The next direct step is the Handle-C implementation step where these algorithms, compiled and mapped onto the FPGA for testing and performance analysis.
CONCLUSION
In this paper we have presented an extension to the implementation stage of a methodology that can take intuitive, high level specifications of algorithms. These algorithms are specified in the functional style and then refined into efficient, parallel implementations to be later compiled in Handel-C and mapped onto reconfigurable hardware circuits. The targeted hardware is the RC-1000 Virtex 2000E FPGA from Celoxica.

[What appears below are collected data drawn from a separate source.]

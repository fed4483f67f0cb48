//! NATS 总线绑定
//!
//! 封装连接选项与事件回调日志，消除 server 和 agent 中的重复代码。

use super::{BusMessage, MessageBus, MessageStream};
use crate::error::{CoreError, Result};
use async_trait::async_trait;
use bytes::Bytes;
use futures::StreamExt;
use std::time::Duration;
use tracing::info;

pub struct NatsBus {
    client: async_nats::Client,
}

impl NatsBus {
    /// 建立 NATS 连接。
    ///
    /// `client_name` 用于日志与连接标识。
    pub async fn connect(url: &str, client_name: &str) -> Result<Self> {
        let options = async_nats::ConnectOptions::new()
            .name(client_name)
            .retry_on_initial_connect()
            .connection_timeout(Duration::from_secs(30))
            .event_callback(|ev| async move {
                match ev {
                    async_nats::Event::Connected => {
                        tracing::info!("NATS connected successfully");
                    }
                    async_nats::Event::Disconnected => {
                        tracing::warn!("NATS disconnected - connection lost");
                    }
                    async_nats::Event::ClientError(e) => {
                        tracing::error!("NATS client error: {}", e);
                    }
                    _ => {
                        tracing::debug!("NATS event: {:?}", ev);
                    }
                }
            });

        let client = async_nats::connect_with_options(url, options)
            .await
            .map_err(|e| CoreError::transport(format!("connect {url}: {e}")))?;

        info!(url, client_name, "Connected to NATS");
        Ok(Self { client })
    }

    pub fn client(&self) -> &async_nats::Client {
        &self.client
    }
}

#[async_trait]
impl MessageBus for NatsBus {
    async fn publish(&self, subject: &str, payload: Bytes) -> Result<()> {
        self.client
            .publish(subject.to_string(), payload)
            .await
            .map_err(|e| CoreError::transport(format!("publish {subject}: {e}")))?;
        Ok(())
    }

    async fn request(&self, subject: &str, payload: Bytes, timeout: Duration) -> Result<Bytes> {
        // 自带超时上限，独立于客户端内部的重连/重试行为
        let response = tokio::time::timeout(
            timeout,
            self.client.request(subject.to_string(), payload),
        )
        .await
        .map_err(|_| {
            CoreError::transport(format!(
                "request {subject}: timed out after {}ms",
                timeout.as_millis()
            ))
        })?
        .map_err(|e| CoreError::transport(format!("request {subject}: {e}")))?;

        Ok(response.payload)
    }

    async fn subscribe(&self, subject: &str) -> Result<MessageStream> {
        let subscriber = self
            .client
            .subscribe(subject.to_string())
            .await
            .map_err(|e| CoreError::transport(format!("subscribe {subject}: {e}")))?;

        let stream = subscriber.map(|msg| BusMessage {
            subject: msg.subject.to_string(),
            payload: msg.payload,
            reply: msg.reply.map(|r| r.to_string()),
        });

        Ok(Box::pin(stream))
    }
}
//! 总线监听器
//!
//! 三个独立的后台循环：注册应答、指标采集、事件采集。
//! 每个循环持有自己的子取消令牌；采集错误记日志不中断循环。

use futures::StreamExt;
use std::sync::Arc;
use tokio::task::JoinHandle;
use tokio_util::sync::CancellationToken;
use tracing::{info, warn};
use vigil_core::agent::{Metric, RegisterReply, RegisterRequest};
use vigil_core::constants::{events_wildcard_subject, METRICS_SUBJECT, REGISTER_SUBJECT};
use vigil_core::error::Result;
use vigil_core::policy::Event;
use vigil_core::transport::{BusMessage, MessageBus};

use crate::application::services::ingest::IngestionService;
use crate::application::services::registry::AgentRegistry;

pub struct BusListeners {
    bus: Arc<dyn MessageBus>,
    registry: Arc<AgentRegistry>,
    ingest: Arc<IngestionService>,
    /// 注册应答中回发给 Agent 的总线地址
    nats_url: String,
    shutdown: CancellationToken,
}

impl BusListeners {
    pub fn new(
        bus: Arc<dyn MessageBus>,
        registry: Arc<AgentRegistry>,
        ingest: Arc<IngestionService>,
        nats_url: String,
        shutdown: CancellationToken,
    ) -> Self {
        Self {
            bus,
            registry,
            ingest,
            nats_url,
            shutdown,
        }
    }

    /// 订阅全部主题并启动监听循环
    pub async fn spawn_all(self) -> Result<Vec<JoinHandle<()>>> {
        let register_stream = self.bus.subscribe(REGISTER_SUBJECT).await?;
        let metrics_stream = self.bus.subscribe(METRICS_SUBJECT).await?;
        let events_stream = self.bus.subscribe(&events_wildcard_subject()).await?;

        let registration = {
            let bus = self.bus.clone();
            let registry = self.registry.clone();
            let nats_url = self.nats_url.clone();
            let token = self.shutdown.clone();
            tokio::spawn(async move {
                info!("Registration responder started");
                let mut stream = register_stream;
                loop {
                    tokio::select! {
                        _ = token.cancelled() => {
                            info!("Registration responder stopped");
                            break;
                        }
                        msg = stream.next() => match msg {
                            Some(msg) => handle_registration(&bus, &registry, &nats_url, msg).await,
                            None => {
                                warn!("Registration stream ended");
                                break;
                            }
                        }
                    }
                }
            })
        };

        let metrics = {
            let ingest = self.ingest.clone();
            let token = self.shutdown.clone();
            tokio::spawn(async move {
                info!("Metrics monitor started");
                let mut stream = metrics_stream;
                loop {
                    tokio::select! {
                        _ = token.cancelled() => {
                            info!("Metrics monitor stopped");
                            break;
                        }
                        msg = stream.next() => match msg {
                            Some(msg) => handle_metric(&ingest, msg).await,
                            None => {
                                warn!("Metrics stream ended");
                                break;
                            }
                        }
                    }
                }
            })
        };

        let events = {
            let ingest = self.ingest.clone();
            let token = self.shutdown.clone();
            tokio::spawn(async move {
                info!("Events monitor started");
                let mut stream = events_stream;
                loop {
                    tokio::select! {
                        _ = token.cancelled() => {
                            info!("Events monitor stopped");
                            break;
                        }
                        msg = stream.next() => match msg {
                            Some(msg) => handle_event(&ingest, msg).await,
                            None => {
                                warn!("Events stream ended");
                                break;
                            }
                        }
                    }
                }
            })
        };

        Ok(vec![registration, metrics, events])
    }
}

async fn handle_registration(
    bus: &Arc<dyn MessageBus>,
    registry: &Arc<AgentRegistry>,
    nats_url: &str,
    msg: BusMessage,
) {
    let reply = match serde_json::from_slice::<RegisterRequest>(&msg.payload) {
        Ok(req) => match registry.register(&req.uid, &req.host_name).await {
            Ok(agent) => {
                info!(uid = agent.uid.as_str(), "Agent registered over bus");
                RegisterReply::ok(nats_url)
            }
            Err(e) => {
                warn!(error = %e, "Registration rejected");
                RegisterReply::rejected(e.to_string())
            }
        },
        Err(e) => {
            warn!(error = %e, "Unreadable registration request");
            RegisterReply::rejected(format!("unable to decode request: {e}"))
        }
    };

    let Some(reply_to) = msg.reply else {
        return;
    };
    match serde_json::to_vec(&reply) {
        Ok(payload) => {
            if let Err(e) = bus.publish(&reply_to, payload.into()).await {
                warn!(error = %e, "Failed to send registration reply");
            }
        }
        Err(e) => warn!(error = %e, "Failed to encode registration reply"),
    }
}

async fn handle_metric(ingest: &Arc<IngestionService>, msg: BusMessage) {
    match serde_json::from_slice::<Metric>(&msg.payload) {
        Ok(metric) => {
            if let Err(e) = ingest.ingest_metric(metric).await {
                warn!(error = %e, "Failed to ingest metric");
            }
        }
        Err(e) => warn!(error = %e, subject = msg.subject, "Unreadable metric payload"),
    }
}

async fn handle_event(ingest: &Arc<IngestionService>, msg: BusMessage) {
    match serde_json::from_slice::<Event>(&msg.payload) {
        Ok(event) => {
            if let Err(e) = ingest.ingest_event(event).await {
                warn!(error = %e, "Failed to ingest event");
            }
        }
        Err(e) => warn!(error = %e, subject = msg.subject, "Unreadable event payload"),
    }
}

A case study for matrix multiplication is presented where several radically different designs are systematically derived from the common specification. At the time of writing this paper, we did not have the performance data corresponding to the outlined designs. Future work will include broadening the area of application for the RDM to cover algorithms in digital coding, m olecular mo deling, DNA matching and cryptography.